Most funeral directors are trained professionals that can help guide you through this difficult time. They should be happy to outline any questions or concerns you have so that you are comfortable communicating with them.
They will be able to tell you their fees, what they charge for the casket, how the funeral service will take place, what kind of memorial items you can expect, what kind of ceremonies they offer, and where they are located.
The very best caskets are from Michigan. Since the state does not license funeral homes, only the most qualified are allowed to carry the state symbol. The best funeral homes in the country are located in Michigan because they have had decades of experience working with cremation services.
They have the resources necessary to provide an impeccable memorial to their client. Choosing a funeral service provider is just as important as finding a cemetery or funeral home. You should choose someone who is highly trained and knowledgeable.
This person should be able to answer any questions you may have about cremation methods and options. They should also be able to provide you with a complete list of options for the disposal of your loved one’s remains.

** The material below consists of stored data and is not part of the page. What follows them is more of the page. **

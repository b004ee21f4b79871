//! Kanban domain model.
//!
//! # Responsibility
//! - Define the task, column and board records shared by every layer.
//! - Keep the board as the single owning aggregate for tasks and columns.
//!
//! # Invariants
//! - Tasks and columns have no identity outside their board.
//! - Board values are plain data; cloning yields an independent snapshot.

pub mod board;
pub mod column;
pub mod task;
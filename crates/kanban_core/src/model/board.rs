//! Board aggregate root.
//!
//! # Responsibility
//! - Own every task and column of one kanban board.
//! - Check referential integrity between tasks and column membership.
//!
//! # Invariants
//! - Every task id listed by a column exists in `tasks`.
//! - Every task id is listed at most once across all columns.
//! - `column_order` is a permutation of the keys of `columns`.
//! - Map keys equal the `id` field of the stored value.

use super::column::{Column, ColumnId};
use super::task::{Task, TaskId};
use serde::{Deserialize, Serialize};
use std::collections::{BTreeMap, HashMap, HashSet};
use std::error::Error;
use std::fmt::{Display, Formatter};

/// Ids and titles of the board used when nothing was persisted yet.
const DEFAULT_COLUMNS: [(&str, &str); 3] = [
    ("column-1", "To Do"),
    ("column-2", "In Progress"),
    ("column-3", "Done"),
];

/// Complete board state. This is the unit of snapshotting and persistence.
///
/// `Clone` produces a fully independent copy: the aggregate only holds owned
/// strings and vectors.
#[derive(Debug, Clone, Default, PartialEq, Eq, Serialize, Deserialize)]
#[serde(rename_all = "camelCase")]
pub struct Board {
    pub tasks: BTreeMap<TaskId, Task>,
    pub columns: BTreeMap<ColumnId, Column>,
    pub column_order: Vec<ColumnId>,
}

/// Referential-integrity violation found by [`Board::validate`].
#[derive(Debug, Clone, PartialEq, Eq)]
pub enum BoardInvariantError {
    /// A column lists a task id missing from `tasks`.
    DanglingTaskId { column_id: ColumnId, task_id: TaskId },
    /// A task id is listed more than once across columns.
    DuplicateTaskId { task_id: TaskId },
    /// `column_order` names a column missing from `columns`.
    UnknownColumnInOrder { column_id: ColumnId },
    /// `column_order` lists the same column twice.
    DuplicateColumnInOrder { column_id: ColumnId },
    /// A column exists but is absent from `column_order`.
    ColumnMissingFromOrder { column_id: ColumnId },
    /// A map key disagrees with the stored value's id.
    MismatchedKey { key: String, id: String },
}

impl Display for BoardInvariantError {
    fn fmt(&self, f: &mut Formatter<'_>) -> std::fmt::Result {
        match self {
            Self::DanglingTaskId { column_id, task_id } => {
                write!(f, "column `{column_id}` lists unknown task `{task_id}`")
            }
            Self::DuplicateTaskId { task_id } => {
                write!(f, "task `{task_id}` is listed more than once")
            }
            Self::UnknownColumnInOrder { column_id } => {
                write!(f, "column order references unknown column `{column_id}`")
            }
            Self::DuplicateColumnInOrder { column_id } => {
                write!(f, "column order lists `{column_id}` more than once")
            }
            Self::ColumnMissingFromOrder { column_id } => {
                write!(f, "column `{column_id}` is missing from column order")
            }
            Self::MismatchedKey { key, id } => {
                write!(f, "entry stored under `{key}` has id `{id}`")
            }
        }
    }
}

impl Error for BoardInvariantError {}

impl Board {
    /// Builds the three-column board used when no persisted state exists.
    pub fn default_board() -> Self {
        let mut board = Self::default();
        for (id, title) in DEFAULT_COLUMNS {
            board
                .columns
                .insert(id.to_string(), Column::with_id(id, title));
            board.column_order.push(id.to_string());
        }
        board
    }

    /// Columns in display order.
    ///
    /// Ids in `column_order` without a matching column are skipped.
    pub fn ordered_columns(&self) -> impl Iterator<Item = &Column> + '_ {
        self.column_order
            .iter()
            .filter_map(|column_id| self.columns.get(column_id))
    }

    /// Tasks of one column in display order.
    pub fn column_tasks<'a>(&'a self, column: &'a Column) -> impl Iterator<Item = &'a Task> + 'a {
        column
            .task_ids
            .iter()
            .filter_map(|task_id| self.tasks.get(task_id))
    }

    /// Tasks present in `tasks` but listed by no column.
    pub fn unlisted_task_ids(&self) -> Vec<&TaskId> {
        let listed: HashSet<&str> = self
            .columns
            .values()
            .flat_map(|column| column.task_ids.iter().map(String::as_str))
            .collect();
        self.tasks
            .keys()
            .filter(|task_id| !listed.contains(task_id.as_str()))
            .collect()
    }

    /// Checks every board invariant, returning the first violation.
    pub fn validate(&self) -> Result<(), BoardInvariantError> {
        for (key, task) in &self.tasks {
            if key != &task.id {
                return Err(BoardInvariantError::MismatchedKey {
                    key: key.clone(),
                    id: task.id.clone(),
                });
            }
        }

        let mut seen_tasks = HashSet::new();
        for (key, column) in &self.columns {
            if key != &column.id {
                return Err(BoardInvariantError::MismatchedKey {
                    key: key.clone(),
                    id: column.id.clone(),
                });
            }
            for task_id in &column.task_ids {
                if !self.tasks.contains_key(task_id) {
                    return Err(BoardInvariantError::DanglingTaskId {
                        column_id: column.id.clone(),
                        task_id: task_id.clone(),
                    });
                }
                if !seen_tasks.insert(task_id.as_str()) {
                    return Err(BoardInvariantError::DuplicateTaskId {
                        task_id: task_id.clone(),
                    });
                }
            }
        }

        let mut order_counts: HashMap<&str, usize> = HashMap::new();
        for column_id in &self.column_order {
            if !self.columns.contains_key(column_id) {
                return Err(BoardInvariantError::UnknownColumnInOrder {
                    column_id: column_id.clone(),
                });
            }
            let count = order_counts.entry(column_id.as_str()).or_default();
            *count += 1;
            if *count > 1 {
                return Err(BoardInvariantError::DuplicateColumnInOrder {
                    column_id: column_id.clone(),
                });
            }
        }
        if let Some(column_id) = self
            .columns
            .keys()
            .find(|column_id| !order_counts.contains_key(column_id.as_str()))
        {
            return Err(BoardInvariantError::ColumnMissingFromOrder {
                column_id: column_id.clone(),
            });
        }

        Ok(())
    }
}

#[cfg(test)]
mod tests {
    use super::{Board, BoardInvariantError};
    use crate::model::column::Column;
    use crate::model::task::Task;

    fn board_with_task() -> Board {
        let mut board = Board::default_board();
        board
            .tasks
            .insert("t1".to_string(), Task::with_id("t1", "A", "", 1));
        board
            .columns
            .get_mut("column-1")
            .expect("default column")
            .task_ids
            .push("t1".to_string());
        board
    }

    #[test]
    fn default_board_has_three_empty_columns_in_order() {
        let board = Board::default_board();
        let titles: Vec<&str> = board
            .ordered_columns()
            .map(|column| column.title.as_str())
            .collect();
        assert_eq!(titles, vec!["To Do", "In Progress", "Done"]);
        assert!(board.tasks.is_empty());
        assert!(board.validate().is_ok());
    }

    #[test]
    fn validate_detects_dangling_task_id() {
        let mut board = Board::default_board();
        board
            .columns
            .get_mut("column-2")
            .expect("default column")
            .task_ids
            .push("ghost".to_string());

        assert_eq!(
            board.validate().unwrap_err(),
            BoardInvariantError::DanglingTaskId {
                column_id: "column-2".to_string(),
                task_id: "ghost".to_string(),
            }
        );
    }

    #[test]
    fn validate_detects_task_listed_twice() {
        let mut board = board_with_task();
        board
            .columns
            .get_mut("column-3")
            .expect("default column")
            .task_ids
            .push("t1".to_string());

        assert!(matches!(
            board.validate(),
            Err(BoardInvariantError::DuplicateTaskId { task_id }) if task_id == "t1"
        ));
    }

    #[test]
    fn validate_detects_column_order_drift() {
        let mut board = Board::default_board();
        board.column_order.pop();
        assert!(matches!(
            board.validate(),
            Err(BoardInvariantError::ColumnMissingFromOrder { column_id }) if column_id == "column-3"
        ));

        let mut board = Board::default_board();
        board.column_order.push("column-1".to_string());
        assert!(matches!(
            board.validate(),
            Err(BoardInvariantError::DuplicateColumnInOrder { .. })
        ));

        let mut board = Board::default_board();
        board.column_order.push("nope".to_string());
        assert!(matches!(
            board.validate(),
            Err(BoardInvariantError::UnknownColumnInOrder { .. })
        ));
    }

    #[test]
    fn validate_detects_mismatched_keys() {
        let mut board = Board::default_board();
        board
            .columns
            .insert("column-9".to_string(), Column::with_id("other", "x"));
        board.column_order.push("column-9".to_string());
        assert!(matches!(
            board.validate(),
            Err(BoardInvariantError::MismatchedKey { .. })
        ));
    }

    #[test]
    fn lookup_helpers_follow_membership() {
        let board = board_with_task();
        assert!(board.unlisted_task_ids().is_empty());

        let column = board.columns.get("column-1").expect("default column");
        let titles: Vec<&str> = board
            .column_tasks(column)
            .map(|task| task.title.as_str())
            .collect();
        assert_eq!(titles, vec!["A"]);
    }

    #[test]
    fn clone_is_independent_of_the_original() {
        let original = board_with_task();
        let mut copy = original.clone();
        copy.columns
            .get_mut("column-1")
            .expect("default column")
            .task_ids
            .clear();
        copy.tasks.clear();

        assert_eq!(original.tasks.len(), 1);
        assert_eq!(original.columns["column-1"].task_ids, vec!["t1"]);
    }
}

The director should state how the ashes will be buried and what is customary. Some families choose to go with green burials versus traditional burials. Green burials entail the scattering of ashes at sea or another ocean body of water.
Green embalming, also known as vermicomposting, uses a compost-based product that preserves the body components while they are being scattered.
This alternative to traditional burial allows relatives to have a place to bury their loved ones without having to deal with the costly cost of a burial ground in another state or outside the United States.
There are many professional groups in the United States that promote green burials. Several of these groups offer free educational seminars to educate consumers on the environmentally responsible alternatives to traditional burial.
A green burial coordinator can be instrumental in planning your service and help you select a cemetery if it is a choice you feel is right for your family. If a death has been sudden or unexpected, contact your local green council or your local funeral home ahead of time to see if any workshops or seminars are available.
If planning a burial outside of the United States, contact the International Burial Grounding Association (IBGA) for information on which countries may have restrictions on non-toxic embalming or green burials. Moreover, the directors at Lady Anne Funerals say that associated costs are dependent on these variables.
The Society of Service Workers (SOW) and the International Cemetery Professional and Network (ICPAN) also offer information and resources for families planning funerals on both sides of the pond. Typically, the largest funeral companies do not offer direct services to the public but may refer you to a local green council or cemetery.
Green council members represent a variety of backgrounds including religious, environmental, and community-service-based organizations. In addition to avoiding embalming or using a non-toxic embalming solution, families with young children should opt for a memorial container instead of a traditional cremation container.
These containers can be made of eco-friendly plastics and they are less expensive than traditional cremation containers. When choosing a memorial container, research the options available before contacting the funeral home of your choice.
You might also consider researching reusable options for keepsake tags or funeral keepsakes.